金銭が絡むと人は変わる。嫌という程にそれを体験してきた彼女は、新たな学校生活においてはそれを隠すことにしていた。というより、そもそも自分から吹聴しなければ大金持ちであることなどそうそうバレはしないだろう。嘘を付くのではなく、積極的に言わないだけだ――と彼女は自分に言い聞かせていた。
期待と不安を同時に感じながら入学式を終え、本格的に授業が始まる次の日にレミは行動を開始した。友達作りは最初が肝心であり、機を逃してはいつのまにか自分以外でグループが出来上がっていたなどということもありえるだろう。
――そうして彼女は出会ったのだ。理解不能の隠微な少女達に。
おとなしそうな少女であった。小さい形で忙しなく視線を彷徨わせる少女であった。定まらない視線は不安と猜疑、頻繁に髪を撫でつけ肩を縮こませている様は警戒と拒絶。レミにとってあまり好きではない類の人物である筈だった。

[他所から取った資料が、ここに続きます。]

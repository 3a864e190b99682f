use super::UtxoSnapshot;
use crate::{Transaction, Utxo, UtxoId};
use std::collections::HashMap;
use std::sync::Arc;
use thiserror::Error;
use tokio::sync::RwLock;
use tracing::debug;

/// Failure to apply an accepted transaction to the shared set
#[derive(Debug, Error, PartialEq)]
pub enum ApplyError {
    #[error("input UTXO {0} is no longer unspent")]
    MissingInput(UtxoId),
    #[error("output UTXO {0} already exists")]
    OutputExists(UtxoId),
}

/// Shared UTXO set
///
/// Cloning the handle shares the underlying map. Readers get consistent
/// snapshots; writes happen only through `apply_transaction` and `insert`.
#[derive(Clone, Default)]
pub struct UtxoCache {
    utxos: Arc<RwLock<HashMap<UtxoId, Utxo>>>,
}

impl UtxoCache {
    pub fn new() -> Self {
        Self::default()
    }

    pub fn with_utxos(utxos: impl IntoIterator<Item = (UtxoId, Utxo)>) -> Self {
        Self {
            utxos: Arc::new(RwLock::new(utxos.into_iter().collect())),
        }
    }

    pub async fn insert(&self, id: UtxoId, utxo: Utxo) -> Option<Utxo> {
        let mut utxos = self.utxos.write().await;
        utxos.insert(id, utxo)
    }

    pub async fn get_utxo(&self, id: &UtxoId) -> Option<Utxo> {
        let utxos = self.utxos.read().await;
        utxos.get(id).cloned()
    }

    pub async fn len(&self) -> usize {
        self.utxos.read().await.len()
    }

    /// Copy the whole set under a single read lock
    pub async fn snapshot(&self) -> UtxoSnapshot {
        let utxos = self.utxos.read().await;
        UtxoSnapshot::from(utxos.clone())
    }

    /// Spend a validated transaction's inputs and create its outputs
    ///
    /// Everything is checked before anything is mutated, under one write lock,
    /// so a transaction that lost a race against a concurrent spend leaves the
    /// set untouched.
    pub async fn apply_transaction(&self, tx: &Transaction) -> Result<(), ApplyError> {
        let mut utxos = self.utxos.write().await;

        for input in &tx.inputs {
            if !utxos.contains_key(&input.utxo_id) {
                return Err(ApplyError::MissingInput(input.utxo_id));
            }
        }

        let created: Vec<(UtxoId, Utxo)> = tx
            .outputs
            .iter()
            .enumerate()
            .map(|(index, output)| (UtxoId::new(tx.id, index as u32), Utxo::from(output)))
            .collect();
        for (id, _) in &created {
            let spent_here = tx.inputs.iter().any(|input| input.utxo_id == *id);
            if utxos.contains_key(id) && !spent_here {
                return Err(ApplyError::OutputExists(*id));
            }
        }

        for input in &tx.inputs {
            utxos.remove(&input.utxo_id);
        }
        utxos.extend(created);

        debug!(
            "Applied transaction {:?}: spent {}, created {}",
            tx.id,
            tx.inputs.len(),
            tx.outputs.len()
        );
        Ok(())
    }
}
use ethers::types::{Address, Bytes, H256};
use serde::{Deserialize, Serialize};

/// Identifies one unspent output: the transaction that produced it and its index
#[derive(Debug, Clone, Copy, PartialEq, Eq, Hash, Serialize, Deserialize)]
pub struct UtxoId {
    pub tx_id: H256,
    pub output_index: u32,
}

impl UtxoId {
    pub fn new(tx_id: H256, output_index: u32) -> Self {
        Self { tx_id, output_index }
    }
}

impl std::fmt::Display for UtxoId {
    fn fmt(&self, f: &mut std::fmt::Formatter<'_>) -> std::fmt::Result {
        write!(f, "{:?}:{}", self.tx_id, self.output_index)
    }
}

/// Unspent output held by the pool
#[derive(Debug, Clone, PartialEq, Serialize, Deserialize)]
pub struct Utxo {
    pub amount: f64,
    pub recipient: Address,
}

/// Transaction submitted for admission
#[derive(Debug, Clone, PartialEq, Serialize, Deserialize)]
pub struct Transaction {
    pub id: H256,
    pub inputs: Vec<TransactionInput>,
    pub outputs: Vec<TransactionOutput>,
    pub timestamp: u64,
}

/// Claim on an existing UTXO
///
/// `owner` is the identifier the producer claims owns the UTXO. The signature is
/// checked against the recipient recorded in the pool, not against `owner`.
#[derive(Debug, Clone, PartialEq, Serialize, Deserialize)]
pub struct TransactionInput {
    pub utxo_id: UtxoId,
    pub owner: Address,
    #[serde(default)]
    pub signature: Bytes,
}

#[derive(Debug, Clone, PartialEq, Serialize, Deserialize)]
pub struct TransactionOutput {
    pub amount: f64,
    pub recipient: Address,
}

impl From<&TransactionOutput> for Utxo {
    fn from(output: &TransactionOutput) -> Self {
        Utxo {
            amount: output.amount,
            recipient: output.recipient,
        }
    }
}

/// Category of a validation failure
#[derive(Debug, Clone, Copy, PartialEq, Eq, Hash, Serialize, Deserialize)]
#[serde(rename_all = "SCREAMING_SNAKE_CASE")]
pub enum ValidationErrorKind {
    UtxoNotFound,
    DoubleSpending,
    NegativeAmount,
    InvalidSignature,
    AmountMismatch,
}

impl ValidationErrorKind {
    pub fn as_str(&self) -> &'static str {
        match self {
            ValidationErrorKind::UtxoNotFound => "UTXO_NOT_FOUND",
            ValidationErrorKind::DoubleSpending => "DOUBLE_SPENDING",
            ValidationErrorKind::NegativeAmount => "NEGATIVE_AMOUNT",
            ValidationErrorKind::InvalidSignature => "INVALID_SIGNATURE",
            ValidationErrorKind::AmountMismatch => "AMOUNT_MISMATCH",
        }
    }
}

impl std::fmt::Display for ValidationErrorKind {
    fn fmt(&self, f: &mut std::fmt::Formatter<'_>) -> std::fmt::Result {
        f.write_str(self.as_str())
    }
}

/// A single validation failure with a human-readable detail
#[derive(Debug, Clone, PartialEq, Serialize, Deserialize)]
pub struct ValidationError {
    pub kind: ValidationErrorKind,
    pub message: String,
}

impl ValidationError {
    pub fn new(kind: ValidationErrorKind, message: impl Into<String>) -> Self {
        Self {
            kind,
            message: message.into(),
        }
    }
}

impl std::fmt::Display for ValidationError {
    fn fmt(&self, f: &mut std::fmt::Formatter<'_>) -> std::fmt::Result {
        write!(f, "{}: {}", self.kind, self.message)
    }
}

impl std::error::Error for ValidationError {}

/// Outcome of validating one transaction
///
/// `valid` is true exactly when `errors` is empty.
#[derive(Debug, Clone, PartialEq, Serialize, Deserialize)]
pub struct ValidationResult {
    pub valid: bool,
    pub errors: Vec<ValidationError>,
}

impl ValidationResult {
    pub fn from_errors(errors: Vec<ValidationError>) -> Self {
        Self {
            valid: errors.is_empty(),
            errors,
        }
    }

    /// Error kinds in the order they were recorded
    pub fn kinds(&self) -> Vec<ValidationErrorKind> {
        self.errors.iter().map(|e| e.kind).collect()
    }
}

/// Soft confirmation sent to clients after admission is attempted
#[derive(Debug, Clone, Serialize, Deserialize)]
pub struct SoftConfirmation {
    pub tx_id: H256,
    pub status: ConfirmationStatus,
    pub timestamp: i64,
}

#[derive(Debug, Clone, Serialize, Deserialize)]
pub enum ConfirmationStatus {
    Accepted,
    Rejected { reason: String, errors: Vec<ValidationError> },
}
use crate::Transaction;
use crate::validation::CanonicalPayload;
use ethers::signers::{LocalWallet, WalletError};
use ethers::types::{Bytes, H256};
use thiserror::Error;

#[derive(Debug, Error)]
pub enum SigningError {
    #[error("transaction has no input at index {0}")]
    InputOutOfRange(usize),
    #[error("failed to encode signing payload: {0}")]
    Payload(#[from] serde_json::Error),
    #[error("wallet failed to sign: {0}")]
    Wallet(#[from] WalletError),
    #[error("expected {expected} wallets, got {got}")]
    WalletCount { expected: usize, got: usize },
}

fn payload_digest(tx: &Transaction) -> Result<H256, SigningError> {
    Ok(CanonicalPayload::build(tx)?.digest())
}

/// Sign one input over the transaction's canonical payload
///
/// Signatures are not part of the payload, so inputs may be signed in any order.
pub fn sign_input(
    tx: &mut Transaction,
    index: usize,
    wallet: &LocalWallet,
) -> Result<(), SigningError> {
    if index >= tx.inputs.len() {
        return Err(SigningError::InputOutOfRange(index));
    }
    let signature = wallet.sign_hash(payload_digest(tx)?)?;
    tx.inputs[index].signature = Bytes::from(signature.to_vec());
    Ok(())
}

/// Sign every input, `wallets[i]` signing input `i`
pub fn sign_transaction(
    tx: &mut Transaction,
    wallets: &[&LocalWallet],
) -> Result<(), SigningError> {
    if wallets.len() != tx.inputs.len() {
        return Err(SigningError::WalletCount {
            expected: tx.inputs.len(),
            got: wallets.len(),
        });
    }

    let digest = payload_digest(tx)?;
    for (input, wallet) in tx.inputs.iter_mut().zip(wallets) {
        input.signature = Bytes::from(wallet.sign_hash(digest)?.to_vec());
    }
    Ok(())
}

#[cfg(test)]
mod tests {
    use super::*;
    use crate::signature::{EcdsaVerifier, SignatureVerifier};
    use crate::{TransactionInput, TransactionOutput, UtxoId};
    use ethers::signers::Signer;
    use ethers::types::Address;

    fn wallet() -> LocalWallet {
        "59c6995e998f97a5a0044966f0945389dc9e86dae88c7a8412f4603b6b78690d"
            .parse()
            .unwrap()
    }

    fn unsigned(inputs: usize) -> Transaction {
        Transaction {
            id: H256::repeat_byte(7),
            inputs: (0..inputs)
                .map(|i| TransactionInput {
                    utxo_id: UtxoId::new(H256::repeat_byte(1), i as u32),
                    owner: Address::repeat_byte(0xaa),
                    signature: Bytes::default(),
                })
                .collect(),
            outputs: vec![TransactionOutput {
                amount: 3.0,
                recipient: Address::repeat_byte(0xbb),
            }],
            timestamp: 1_700_000_000,
        }
    }

    #[test]
    fn test_signed_input_verifies_over_canonical_payload() {
        let wallet = wallet();
        let mut tx = unsigned(1);

        sign_input(&mut tx, 0, &wallet).unwrap();

        let payload = CanonicalPayload::build(&tx).unwrap();
        let verified = EcdsaVerifier
            .verify(payload.as_bytes(), &tx.inputs[0].signature, &wallet.address())
            .unwrap();
        assert!(verified);
        assert_eq!(tx.inputs[0].signature.len(), 65);
    }

    #[test]
    fn test_signing_one_input_does_not_invalidate_another() {
        let wallet = wallet();
        let mut tx = unsigned(2);

        sign_input(&mut tx, 0, &wallet).unwrap();
        let first = tx.inputs[0].signature.clone();
        sign_input(&mut tx, 1, &wallet).unwrap();

        let payload = CanonicalPayload::build(&tx).unwrap();
        assert!(
            EcdsaVerifier
                .verify(payload.as_bytes(), &first, &wallet.address())
                .unwrap()
        );
    }

    #[test]
    fn test_index_and_wallet_count_are_checked() {
        let wallet = wallet();
        let mut tx = unsigned(2);

        assert!(matches!(
            sign_input(&mut tx, 5, &wallet),
            Err(SigningError::InputOutOfRange(5))
        ));
        assert!(matches!(
            sign_transaction(&mut tx, &[&wallet]),
            Err(SigningError::WalletCount { expected: 2, got: 1 })
        ));
    }
}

しかしどうだろう、その観察眼に反してレミの心は彼女を信の置ける人物だと判断していた。不審と不信、慈心と義心が綯い交ぜになった不可思議な少女。
百合のように美しい少女であった。誰も彼もを理解しているような不敵な少女であった。見透かすような視線は自信と親愛、偶に髪をかき上げ腕を組みかえる様は鷹揚で泰然。彼女の知る単なる自信家とは根本が違った。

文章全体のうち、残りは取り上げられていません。